■ What to work on
Lines from the top of the entries down to the line with "while it is" must be set down exactly as they stand, with both ends retained.

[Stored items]
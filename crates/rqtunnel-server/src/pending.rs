//! Bounded FIFO of agent links waiting for a user
//!
//! The agent-intake loop blocks in [`PendingLinkQueue::enqueue`] while the
//! queue is full, which stops it from accepting more agent links. The
//! user-intake loop blocks in [`PendingLinkQueue::dequeue`] while it is
//! empty. Both waits are fair, so pairing is strictly oldest-first.

use std::collections::VecDeque;
use std::net::SocketAddr;
use std::sync::atomic::{AtomicBool, Ordering};
use std::sync::{Mutex, MutexGuard, PoisonError};
use std::time::{Duration, Instant};
use thiserror::Error;
use tokio::net::TcpStream;
use tokio::sync::Semaphore;
use tracing::debug;

/// An accepted agent link that has not been paired yet
#[derive(Debug)]
pub struct PendingLink {
    stream: TcpStream,
    peer: SocketAddr,
    queued_at: Instant,
}

impl PendingLink {
    pub fn new(stream: TcpStream, peer: SocketAddr) -> Self {
        Self {
            stream,
            peer,
            queued_at: Instant::now(),
        }
    }

    pub fn peer(&self) -> SocketAddr {
        self.peer
    }

    /// Time spent in the queue so far
    pub fn waited(&self) -> Duration {
        self.queued_at.elapsed()
    }

    pub fn into_stream(self) -> TcpStream {
        self.stream
    }
}

/// The queue was closed; the rejected link is handed back.
#[derive(Debug, Error)]
#[error("Pending link queue is closed")]
pub struct QueueClosed(pub PendingLink);

#[derive(Debug)]
pub struct PendingLinkQueue {
    capacity: usize,
    links: Mutex<VecDeque<PendingLink>>,
    /// Free slots; enqueue waits here when the queue is full
    slots: Semaphore,
    /// Queued links; dequeue waits here when the queue is empty
    ready: Semaphore,
    closed: AtomicBool,
}

impl PendingLinkQueue {
    pub fn new(capacity: usize) -> Self {
        Self {
            capacity,
            links: Mutex::new(VecDeque::with_capacity(capacity.min(64))),
            slots: Semaphore::new(capacity),
            ready: Semaphore::new(0),
            closed: AtomicBool::new(false),
        }
    }

    fn lock(&self) -> MutexGuard<'_, VecDeque<PendingLink>> {
        self.links.lock().unwrap_or_else(PoisonError::into_inner)
    }

    /// Append a link, waiting while the queue is at capacity.
    pub async fn enqueue(&self, link: PendingLink) -> Result<(), QueueClosed> {
        let slot = match self.slots.acquire().await {
            Ok(slot) => slot,
            Err(_) => return Err(QueueClosed(link)),
        };
        slot.forget();

        {
            let mut links = self.lock();
            if self.closed.load(Ordering::Acquire) {
                return Err(QueueClosed(link));
            }
            links.push_back(link);
        }
        self.ready.add_permits(1);
        Ok(())
    }

    /// Take the oldest link, waiting while the queue is empty.
    ///
    /// Returns `None` once the queue is closed.
    pub async fn dequeue(&self) -> Option<PendingLink> {
        let ready = self.ready.acquire().await.ok()?;
        ready.forget();

        let link = self.lock().pop_front();
        if link.is_some() {
            self.slots.add_permits(1);
        }
        link
    }

    /// Close every queued link without closing the queue.
    ///
    /// Used when the agent is known to be gone; returns how many were closed.
    pub fn drain(&self) -> usize {
        let mut closed = 0;
        while let Ok(ready) = self.ready.try_acquire() {
            ready.forget();
            let Some(link) = self.lock().pop_front() else {
                break;
            };
            debug!(peer = %link.peer, "Closing pending link");
            drop(link);
            self.slots.add_permits(1);
            closed += 1;
        }
        closed
    }

    /// Close the queue for good and drop every queued link.
    ///
    /// Blocked `enqueue` calls fail and blocked `dequeue` calls return
    /// `None`. Returns how many queued links were closed.
    pub fn close(&self) -> usize {
        let dropped: Vec<PendingLink> = {
            let mut links = self.lock();
            self.closed.store(true, Ordering::Release);
            links.drain(..).collect()
        };
        self.slots.close();
        self.ready.close();
        dropped.len()
    }

    pub fn is_closed(&self) -> bool {
        self.closed.load(Ordering::Acquire)
    }

    pub fn len(&self) -> usize {
        self.lock().len()
    }

    pub fn is_empty(&self) -> bool {
        self.len() == 0
    }

    pub fn capacity(&self) -> usize {
        self.capacity
    }
}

■ Output
filename crates/rqtunnel-server/src/pending.rs
//! Bounded FIFO of agent links waiting for a user
//!
//! The agent-intake loop blocks in [`PendingLinkQueue::enqueue`] while the
//! queue is full, which stops it from accepting more agent links. The
//! user-intake loop blocks in [`PendingLinkQueue::dequeue`] while it is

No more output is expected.